- Kusmi Location in Chhattisgarh, India Kusmi Kusmi (India)
- Coordinates: 23°17′N 83°54′E﻿ / ﻿23.28°N 83.90°E
- State: Chhattisgarh
- District: Balrampur
- Block: kusmi

Government
- • Type: Nagar Panchayat

Languages
- • Official: Hindi
- Time zone: UTC+5:30 (IST)
- PIN: 497224
- Vehicle registration: CG

= Kusmi =

Kusmi is one of the administrative blocks of the Balrampur district, Chhattisgarh in the Indian state of Chhattisgarh.

== Geography ==
Kusmi, a Tehsil/Block, is located 96 km northeast of Ambikapur. Kusmi is a part of Samri (Vidhan Sabha constituency). It is connected by two roads, both of which join the NH 343. One road passes through Rajpur and another passes through Samri Chandarpur Semarsot. The area has excellent wireless and broadband coverage.

===Languages===
Hindi is the official and most spoken language, along with Bhojpuri, a tongue in the Bihari language group with almost 40,000,000 speakers. Bhojpuri is written in both the Devanagari and Kaithi scripts.

==Facilities==
- Market: A small market known as Kusmi Bazaar is situated in middle of the town.
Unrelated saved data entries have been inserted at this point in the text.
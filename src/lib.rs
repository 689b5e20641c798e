pub mod app;
pub mod auth;
pub mod config;
pub mod console;
pub mod error;
pub mod handlers;
pub mod openai;
pub mod reframer;
pub mod upstream;
//! Re-frames the upstream's line-delimited `data:` stream into OpenAI chunks.
//!
//! Upstream bytes arrive in arbitrary slices. [`Utf8Decoder`] carries any
//! split multi-byte sequence across reads, [`Reframer`] carries any partial
//! line, and [`pump`] drives both from a live body into a bounded channel that
//! backs the HTTP response.

use crate::openai::{ChatCompletionChunk, ChunkFactory, DONE_FRAME};
use bytes::Bytes;
use futures_util::{Stream, StreamExt};
use serde::Deserialize;
use std::time::Duration;
use tokio::sync::mpsc;

const SUCCESS_CODE: i64 = 200;
const DATA_PREFIX: &str = "data:";

#[derive(Debug, Clone, thiserror::Error, PartialEq, Eq)]
pub enum StreamError {
    #[error("upstream read failed: {0}")]
    Read(String),
    #[error("upstream read timed out after {}ms", .0.as_millis())]
    ReadTimeout(Duration),
}

/// Incremental UTF-8 decoder.
///
/// An incomplete sequence at the end of one read is held back and completed
/// by the next. Invalid sequences become U+FFFD.
#[derive(Debug, Default)]
pub struct Utf8Decoder {
    pending: Vec<u8>,
}

impl Utf8Decoder {
    pub fn new() -> Self {
        Self::default()
    }

    pub fn decode_into(&mut self, input: &[u8], out: &mut String) {
        self.pending.extend_from_slice(input);
        let mut consumed = 0;
        loop {
            let rest = &self.pending[consumed..];
            match std::str::from_utf8(rest) {
                Ok(valid) => {
                    out.push_str(valid);
                    consumed = self.pending.len();
                    break;
                }
                Err(err) => {
                    let valid_len = err.valid_up_to();
                    out.push_str(&String::from_utf8_lossy(&rest[..valid_len]));
                    match err.error_len() {
                        Some(bad_len) => {
                            out.push(char::REPLACEMENT_CHARACTER);
                            consumed += valid_len + bad_len;
                        }
                        None => {
                            consumed += valid_len;
                            break;
                        }
                    }
                }
            }
        }
        self.pending.drain(..consumed);
    }

    pub fn decode(&mut self, input: &[u8]) -> String {
        let mut out = String::new();
        self.decode_into(input, &mut out);
        out
    }

    /// Bytes of an unfinished sequence still waiting for their continuation.
    pub fn pending_len(&self) -> usize {
        self.pending.len()
    }
}

#[derive(Debug, Deserialize)]
struct UpstreamEvent {
    #[serde(default)]
    code: Option<i64>,
    #[serde(default)]
    data: Option<UpstreamEventData>,
}

#[derive(Debug, Deserialize)]
struct UpstreamEventData {
    #[serde(default)]
    content: Option<String>,
}

/// Text fragment carried by one upstream event line, if any.
pub fn parse_event_line(line: &str) -> Option<String> {
    let payload = line.strip_prefix(DATA_PREFIX)?.trim();
    if payload.is_empty() {
        return None;
    }
    let event: UpstreamEvent = serde_json::from_str(payload).ok()?;
    if event.code != Some(SUCCESS_CODE) {
        return None;
    }
    event.data?.content.filter(|c| !c.is_empty())
}

/// Per-request reframing state. Never shared between requests.
#[derive(Debug)]
pub struct Reframer {
    decoder: Utf8Decoder,
    buffer: String,
    chunks: ChunkFactory,
}

impl Reframer {
    pub fn new(chunks: ChunkFactory) -> Self {
        Self {
            decoder: Utf8Decoder::new(),
            buffer: String::new(),
            chunks,
        }
    }

    pub fn chunks(&self) -> &ChunkFactory {
        &self.chunks
    }

    /// Consumes one read and returns the content chunks for every line it
    /// completed, in upstream order.
    pub fn feed(&mut self, bytes: &[u8]) -> Vec<ChatCompletionChunk> {
        self.decoder.decode_into(bytes, &mut self.buffer);
        let Some(last_newline) = self.buffer.rfind('\n') else {
            return Vec::new();
        };
        let complete: String = self.buffer.drain(..=last_newline).collect();
        complete
            .split('\n')
            .filter_map(parse_event_line)
            .map(|content| self.chunks.content(&content))
            .collect()
    }

    /// Ends the stream: the partial line and any undecoded bytes are dropped.
    pub fn finish(&mut self) -> ChatCompletionChunk {
        if !self.buffer.is_empty() || self.decoder.pending_len() > 0 {
            tracing::debug!(
                request_id = %self.chunks.request_id(),
                dropped_chars = self.buffer.len(),
                "discarding unterminated upstream line"
            );
        }
        self.buffer.clear();
        self.decoder = Utf8Decoder::new();
        self.chunks.stop()
    }
}

#[derive(Debug, Clone, Copy, PartialEq, Eq)]
pub enum PumpOutcome {
    /// Stop chunk and `[DONE]` were delivered.
    Completed,
    /// An error chunk was delivered in place of the stop chunk.
    Failed,
    /// The downstream receiver went away.
    Cancelled,
}

impl PumpOutcome {
    pub fn as_str(self) -> &'static str {
        match self {
            PumpOutcome::Completed => "completed",
            PumpOutcome::Failed => "failed",
            PumpOutcome::Cancelled => "cancelled",
        }
    }
}

/// Producer side of a streaming response.
///
/// Reads `upstream` until it ends, fails, stalls past `read_timeout`, or the
/// receiver of `tx` is dropped, writing SSE frames as they become available.
pub async fn pump<S, E>(
    upstream: S,
    reframer: Reframer,
    tx: mpsc::Sender<Bytes>,
    read_timeout: Duration,
) -> PumpOutcome
where
    S: Stream<Item = Result<Bytes, E>>,
    E: std::fmt::Display,
{
    let request_id = reframer.chunks().request_id().to_string();
    let outcome = pump_frames(upstream, reframer, &tx, read_timeout).await;
    metrics::counter!("chat4o_streams_total", "outcome" => outcome.as_str()).increment(1);
    if outcome == PumpOutcome::Cancelled {
        tracing::debug!(request_id = %request_id, "client went away, upstream read stopped");
    } else {
        tracing::info!(request_id = %request_id, outcome = outcome.as_str(), "stream closed");
    }
    outcome
}

async fn pump_frames<S, E>(
    upstream: S,
    mut reframer: Reframer,
    tx: &mpsc::Sender<Bytes>,
    read_timeout: Duration,
) -> PumpOutcome
where
    S: Stream<Item = Result<Bytes, E>>,
    E: std::fmt::Display,
{
    let mut upstream = std::pin::pin!(upstream);
    let failure = loop {
        let next = tokio::select! {
            biased;
            _ = tx.closed() => return PumpOutcome::Cancelled,
            next = tokio::time::timeout(read_timeout, upstream.next()) => next,
        };
        let bytes = match next {
            Ok(Some(Ok(bytes))) => bytes,
            Ok(Some(Err(err))) => break StreamError::Read(err.to_string()),
            Ok(None) => {
                let stop = reframer.finish().to_sse_frame();
                if tx.send(stop).await.is_err()
                    || tx.send(Bytes::from_static(DONE_FRAME)).await.is_err()
                {
                    return PumpOutcome::Cancelled;
                }
                return PumpOutcome::Completed;
            }
            Err(_) => break StreamError::ReadTimeout(read_timeout),
        };
        for chunk in reframer.feed(&bytes) {
            if tx.send(chunk.to_sse_frame()).await.is_err() {
                return PumpOutcome::Cancelled;
            }
            metrics::counter!("chat4o_chunks_emitted_total").increment(1);
        }
    };

    tracing::warn!(
        request_id = %reframer.chunks().request_id(),
        error = %failure,
        "upstream stream failed"
    );
    let frame = reframer.chunks().error(&failure.to_string()).to_sse_frame();
    if tx.send(frame).await.is_err() {
        return PumpOutcome::Cancelled;
    }
    PumpOutcome::Failed
}

/// Runs `upstream` to completion and returns the concatenated deltas.
pub async fn collect_content<S, E>(
    upstream: S,
    mut reframer: Reframer,
    read_timeout: Duration,
) -> Result<String, StreamError>
where
    S: Stream<Item = Result<Bytes, E>>,
    E: std::fmt::Display,
{
    let mut upstream = std::pin::pin!(upstream);
    let mut content = String::new();
    loop {
        match tokio::time::timeout(read_timeout, upstream.next()).await {
            Ok(Some(Ok(bytes))) => {
                for chunk in reframer.feed(&bytes) {
                    content.push_str(chunk.content().unwrap_or_default());
                }
            }
            Ok(Some(Err(err))) => return Err(StreamError::Read(err.to_string())),
            Ok(None) => {
                reframer.finish();
                return Ok(content);
            }
            Err(_) => return Err(StreamError::ReadTimeout(read_timeout)),
        }
    }
}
The bazaar includes shops such as a medical store, electrical store, and various clothing stores.:

- Police Station: A police station is situated at the heart of Kusmi.
- Post Office: A post office with speed-post parcel and other postal services is located at Aryan Lodge Samri road.

- Water stations: Two potable water stations are available.
- Bank: Kusmi has several banks, of which SBI is dominant.